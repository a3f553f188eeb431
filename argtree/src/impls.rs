/*!
Bridges between coerced [`Value`]s and ordinary Rust types, so that
declarations can be written as `ValueType::of::<u16>()` and handlers can read
values back as `invocation.get::<u16>("port")`.
 */

use std::path::PathBuf;

use crate::value::{EnumType, FloatKind, IntKind, Value, ValueType};

/// A Rust type that a [`Value`] can be read back as.
pub trait FromValue: Sized {
    /// The declared type that produces values of this Rust type
    fn value_type() -> ValueType;

    /// Extract the value; `None` if it holds something else
    fn from_value(value: &Value) -> Option<Self>;

    /// A noun for error messages
    const EXPECTED: &'static str;
}

/**
A Rust enum usable as an argument or option type. `MEMBERS` lists the names
the user types (matched case-insensitively), in the same order that
[`from_member`][Choice::from_member] understands.

```
use argtree::{Choice, ValueType};

#[derive(Debug, PartialEq)]
enum Level { Low, High }

impl Choice for Level {
    const NAME: &'static str = "Level";
    const MEMBERS: &'static [&'static str] = &["LOW", "HIGH"];

    fn from_member(index: usize) -> Option<Self> {
        match index {
            0 => Some(Level::Low),
            1 => Some(Level::High),
            _ => None,
        }
    }
}

assert_eq!(ValueType::choice::<Level>().to_string(), "LOW|HIGH");
```
*/
pub trait Choice: Sized {
    const NAME: &'static str;
    const MEMBERS: &'static [&'static str];

    fn from_member(index: usize) -> Option<Self>;

    /// Find the member named by a coerced [`Value::Member`]
    fn from_value(value: &Value) -> Option<Self> {
        match value {
            Value::Member(name) => Self::MEMBERS
                .iter()
                .position(|member| *member == name.as_str())
                .and_then(Self::from_member),
            _ => None,
        }
    }
}

impl ValueType {
    #[inline]
    #[must_use]
    pub fn of<T: FromValue>() -> Self {
        T::value_type()
    }

    #[must_use]
    pub fn choice<T: Choice>() -> Self {
        ValueType::Enum(EnumType::new(T::NAME, T::MEMBERS.iter().copied()))
    }
}

macro_rules! integers {
    ($($type:ident => $kind:ident,)*) => {
        $(
            impl FromValue for $type {
                const EXPECTED: &'static str = "an integer";

                #[inline]
                fn value_type() -> ValueType {
                    ValueType::Int(IntKind::$kind)
                }

                #[inline]
                fn from_value(value: &Value) -> Option<Self> {
                    match *value {
                        Value::Integer(value) => $type::try_from(value).ok(),
                        _ => None,
                    }
                }
            }
        )*
    };
}

integers! {
    i8 => I8,
    i16 => I16,
    i32 => I32,
    i64 => I64,
    isize => Isize,
    u8 => U8,
    u16 => U16,
    u32 => U32,
    u64 => U64,
    usize => Usize,
}

impl FromValue for f64 {
    const EXPECTED: &'static str = "a float";

    fn value_type() -> ValueType {
        ValueType::Float(FloatKind::F64)
    }

    fn from_value(value: &Value) -> Option<Self> {
        match *value {
            Value::Float(value) => Some(value),
            _ => None,
        }
    }
}

impl FromValue for f32 {
    const EXPECTED: &'static str = "a float";

    fn value_type() -> ValueType {
        ValueType::Float(FloatKind::F32)
    }

    fn from_value(value: &Value) -> Option<Self> {
        match *value {
            // Only ever widened from an f32 during coercion
            Value::Float(value) => Some(value as f32),
            _ => None,
        }
    }
}

impl FromValue for bool {
    const EXPECTED: &'static str = "a boolean";

    fn value_type() -> ValueType {
        ValueType::Bool
    }

    fn from_value(value: &Value) -> Option<Self> {
        match *value {
            Value::Bool(value) => Some(value),
            _ => None,
        }
    }
}

/// Enum members can be read as their canonical name.
impl FromValue for String {
    const EXPECTED: &'static str = "a string";

    fn value_type() -> ValueType {
        ValueType::String
    }

    fn from_value(value: &Value) -> Option<Self> {
        match value {
            Value::String(value) | Value::Member(value) => Some(value.clone()),
            _ => None,
        }
    }
}

impl FromValue for PathBuf {
    const EXPECTED: &'static str = "a path";

    fn value_type() -> ValueType {
        ValueType::Path
    }

    fn from_value(value: &Value) -> Option<Self> {
        match value {
            Value::Path(path) => Some(path.clone()),
            _ => None,
        }
    }
}
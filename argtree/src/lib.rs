/*!
A declarative command tree and option parser. Register entry points at
command paths (`build`, `remote add`) along with the positional arguments and
option sets they accept; argtree resolves a raw command line into exactly one
typed, validated [`Invocation`], or prints a precise usage or help message.

```
use std::{io, sync::{Arc, Mutex}};

use argtree::{ArgumentSpec, Cli, EntryPointDecl, OptionSetDecl, OptionSpec, Outcome, ValueType};

let built = Arc::new(Mutex::new(None));
let sink = Arc::clone(&built);

let cli = Cli::builder("prog")
    .option_set(OptionSetDecl::new("build").option(OptionSpec::flag("--verbose").short('v')))
    .entry_point(
        EntryPointDecl::new("build", move |invocation| {
            let name: String = invocation.get("name")?;
            let count: u32 = invocation.get("count")?;
            *sink.lock().unwrap() = Some((name, count, invocation.flag("--verbose")));
            Ok(())
        })
        .argument(ArgumentSpec::new("name", ValueType::String))
        .argument(ArgumentSpec::new("count", ValueType::of::<u32>()).default("1"))
        .options("build"),
    )
    .build()?;

let outcome = cli.run_with(["build", "-v", "proj"], &mut io::sink(), &mut io::sink())?;

assert!(matches!(outcome, Outcome::Invoked));
assert_eq!(*built.lock().unwrap(), Some(("proj".to_owned(), 1, true)));
# Ok::<(), anyhow::Error>(())
```

The command line grammar is `(options...) (path segments...) (arguments...)`,
with options allowed anywhere. Boolean options *toggle* their default on each
occurrence. `help`, `--help` or `?` as the very first argument prints help for
whatever the rest of the command line resolves to.

The pieces are public for callers that want them separately: [`resolve`]
splits a command line, [`dispatch`] validates it, and [`help`] renders usage.
*/

pub mod arguments;
pub mod cli;
pub mod dispatch;
pub mod entry;
pub mod errors;
pub mod help;
mod impls;
pub mod options;
pub mod resolve;
pub mod tree;
pub mod util;
pub mod value;

pub use argtree_parser::Arg;

pub use crate::{
    arguments::LoadedArguments,
    cli::{Cli, CliBuilder, DeclarationSource, Outcome, Settings},
    entry::{ArgumentSpec, EntryPoint, EntryPointDecl, Handler, Invocation},
    errors::{AccessError, ArgumentError, ArgumentErrors, DeclarationError},
    impls::{Choice, FromValue},
    options::{OptionSet, OptionSetDecl, OptionSpec, Options},
    resolve::{RawOption, Resolution},
    tree::CommandPath,
    value::{EnumType, FloatKind, IntKind, Value, ValueType},
};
▬▬▬▬▬▬▬▬▬▬
Whenever the string "ArgumentSpec" occurs in a line of the entries above, copy that line.

use argtree::{ArgumentSpec, Cli, EntryPointDecl, OptionSetDecl, OptionSpec, Outcome, ValueType};
        .argument(ArgumentSpec::new("name", ValueType::String))
        .argument(ArgumentSpec::new("count", ValueType::of::<u32>()).default("1"))
    entry::{ArgumentSpec, EntryPoint, EntryPointDecl, Handler, Invocation},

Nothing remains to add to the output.